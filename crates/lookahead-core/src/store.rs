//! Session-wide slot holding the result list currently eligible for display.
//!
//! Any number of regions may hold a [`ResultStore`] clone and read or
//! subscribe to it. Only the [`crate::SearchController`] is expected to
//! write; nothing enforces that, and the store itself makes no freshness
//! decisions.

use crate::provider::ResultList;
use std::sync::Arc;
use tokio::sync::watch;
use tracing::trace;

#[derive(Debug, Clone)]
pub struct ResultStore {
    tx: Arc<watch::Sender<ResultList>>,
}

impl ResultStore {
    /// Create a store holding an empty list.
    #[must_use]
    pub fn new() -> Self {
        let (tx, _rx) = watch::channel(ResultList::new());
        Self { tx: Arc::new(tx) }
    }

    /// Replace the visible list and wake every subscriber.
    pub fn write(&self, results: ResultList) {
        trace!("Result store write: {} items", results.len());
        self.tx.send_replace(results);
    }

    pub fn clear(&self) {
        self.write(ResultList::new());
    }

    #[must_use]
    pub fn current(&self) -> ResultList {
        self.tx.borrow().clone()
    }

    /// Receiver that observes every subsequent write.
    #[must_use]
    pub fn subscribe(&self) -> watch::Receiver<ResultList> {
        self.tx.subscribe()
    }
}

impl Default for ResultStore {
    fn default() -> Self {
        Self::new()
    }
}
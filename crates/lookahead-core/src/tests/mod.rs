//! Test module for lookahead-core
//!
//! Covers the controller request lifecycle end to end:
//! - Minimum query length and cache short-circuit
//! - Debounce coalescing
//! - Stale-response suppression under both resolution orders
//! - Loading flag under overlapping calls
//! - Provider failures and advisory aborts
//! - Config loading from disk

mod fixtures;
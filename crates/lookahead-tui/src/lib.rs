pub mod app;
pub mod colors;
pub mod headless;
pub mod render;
■ ■ ■ ■
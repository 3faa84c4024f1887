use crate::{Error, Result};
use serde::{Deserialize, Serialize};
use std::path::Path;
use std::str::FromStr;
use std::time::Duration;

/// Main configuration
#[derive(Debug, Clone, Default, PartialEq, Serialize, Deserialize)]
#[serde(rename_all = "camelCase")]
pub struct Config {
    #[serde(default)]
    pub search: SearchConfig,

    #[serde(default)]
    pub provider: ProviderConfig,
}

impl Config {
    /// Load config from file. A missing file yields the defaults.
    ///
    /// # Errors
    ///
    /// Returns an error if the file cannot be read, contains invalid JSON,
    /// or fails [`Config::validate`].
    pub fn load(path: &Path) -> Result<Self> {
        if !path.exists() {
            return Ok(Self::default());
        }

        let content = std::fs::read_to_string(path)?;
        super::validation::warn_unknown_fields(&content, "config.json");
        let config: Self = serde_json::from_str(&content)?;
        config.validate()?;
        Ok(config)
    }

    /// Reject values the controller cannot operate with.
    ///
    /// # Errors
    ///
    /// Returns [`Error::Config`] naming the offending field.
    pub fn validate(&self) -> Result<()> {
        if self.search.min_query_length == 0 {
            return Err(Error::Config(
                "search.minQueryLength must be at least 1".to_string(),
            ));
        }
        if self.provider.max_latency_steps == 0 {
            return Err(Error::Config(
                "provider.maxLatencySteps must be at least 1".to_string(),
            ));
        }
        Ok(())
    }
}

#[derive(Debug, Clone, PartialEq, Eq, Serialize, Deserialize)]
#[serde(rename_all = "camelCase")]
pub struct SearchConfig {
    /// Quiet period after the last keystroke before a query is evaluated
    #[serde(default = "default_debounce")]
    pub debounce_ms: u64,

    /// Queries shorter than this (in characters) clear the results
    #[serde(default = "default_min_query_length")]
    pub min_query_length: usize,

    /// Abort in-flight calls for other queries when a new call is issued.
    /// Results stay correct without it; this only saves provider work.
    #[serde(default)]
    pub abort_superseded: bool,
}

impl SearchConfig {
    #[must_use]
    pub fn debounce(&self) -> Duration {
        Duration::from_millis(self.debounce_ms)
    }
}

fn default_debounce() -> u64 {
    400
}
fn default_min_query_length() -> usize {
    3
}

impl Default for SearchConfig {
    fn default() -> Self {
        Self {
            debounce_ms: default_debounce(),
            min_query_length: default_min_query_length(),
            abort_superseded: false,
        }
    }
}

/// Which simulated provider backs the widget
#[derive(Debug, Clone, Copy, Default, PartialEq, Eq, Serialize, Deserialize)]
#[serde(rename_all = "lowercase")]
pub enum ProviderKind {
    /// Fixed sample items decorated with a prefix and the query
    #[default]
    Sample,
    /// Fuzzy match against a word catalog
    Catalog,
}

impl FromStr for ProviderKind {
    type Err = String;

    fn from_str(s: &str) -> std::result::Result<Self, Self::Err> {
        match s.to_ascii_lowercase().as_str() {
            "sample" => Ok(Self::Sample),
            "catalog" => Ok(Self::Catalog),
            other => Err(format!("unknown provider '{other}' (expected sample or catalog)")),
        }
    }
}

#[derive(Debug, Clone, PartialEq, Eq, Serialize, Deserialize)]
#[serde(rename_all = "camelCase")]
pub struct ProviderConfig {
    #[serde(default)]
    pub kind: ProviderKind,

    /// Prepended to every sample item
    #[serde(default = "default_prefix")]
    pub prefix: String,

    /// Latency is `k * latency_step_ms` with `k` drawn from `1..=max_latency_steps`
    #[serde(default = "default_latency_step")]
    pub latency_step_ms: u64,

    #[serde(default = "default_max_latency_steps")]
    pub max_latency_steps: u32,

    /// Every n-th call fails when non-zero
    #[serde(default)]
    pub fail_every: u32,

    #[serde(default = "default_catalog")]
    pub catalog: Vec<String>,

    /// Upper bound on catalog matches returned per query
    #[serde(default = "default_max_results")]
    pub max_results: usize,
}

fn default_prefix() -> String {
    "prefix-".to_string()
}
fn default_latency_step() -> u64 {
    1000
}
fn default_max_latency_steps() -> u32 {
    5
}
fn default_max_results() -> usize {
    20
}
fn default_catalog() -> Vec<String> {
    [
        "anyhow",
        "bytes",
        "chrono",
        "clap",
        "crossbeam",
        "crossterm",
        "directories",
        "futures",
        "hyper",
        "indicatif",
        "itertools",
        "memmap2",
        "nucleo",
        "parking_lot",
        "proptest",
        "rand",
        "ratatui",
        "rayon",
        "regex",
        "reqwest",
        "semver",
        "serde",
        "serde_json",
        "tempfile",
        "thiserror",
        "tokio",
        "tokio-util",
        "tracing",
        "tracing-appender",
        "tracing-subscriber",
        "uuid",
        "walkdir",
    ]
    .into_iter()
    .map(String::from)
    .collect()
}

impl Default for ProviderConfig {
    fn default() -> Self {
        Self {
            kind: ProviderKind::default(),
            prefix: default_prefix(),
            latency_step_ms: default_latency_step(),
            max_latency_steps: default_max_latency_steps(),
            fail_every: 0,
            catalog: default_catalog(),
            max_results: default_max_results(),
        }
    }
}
■ ■ ■ ■
## EXERCISE GOAL
Please give back, exactly as it stands above, the stretch from the line with "filename crates/lookahead-core/src/store.rs" through the line with "use std::sync::Arc;", and no line outside it.

## EXERCISE ANSWER
filename crates/lookahead-core/src/store.rs
//! Session-wide slot holding the result list currently eligible for display.
//!
//! Any number of regions may hold a [`ResultStore`] clone and read or
//! subscribe to it. Only the [`crate::SearchController`] is expected to
//! write; nothing enforces that, and the store itself makes no freshness
//! decisions.

use crate::provider::ResultList;
use std::sync::Arc;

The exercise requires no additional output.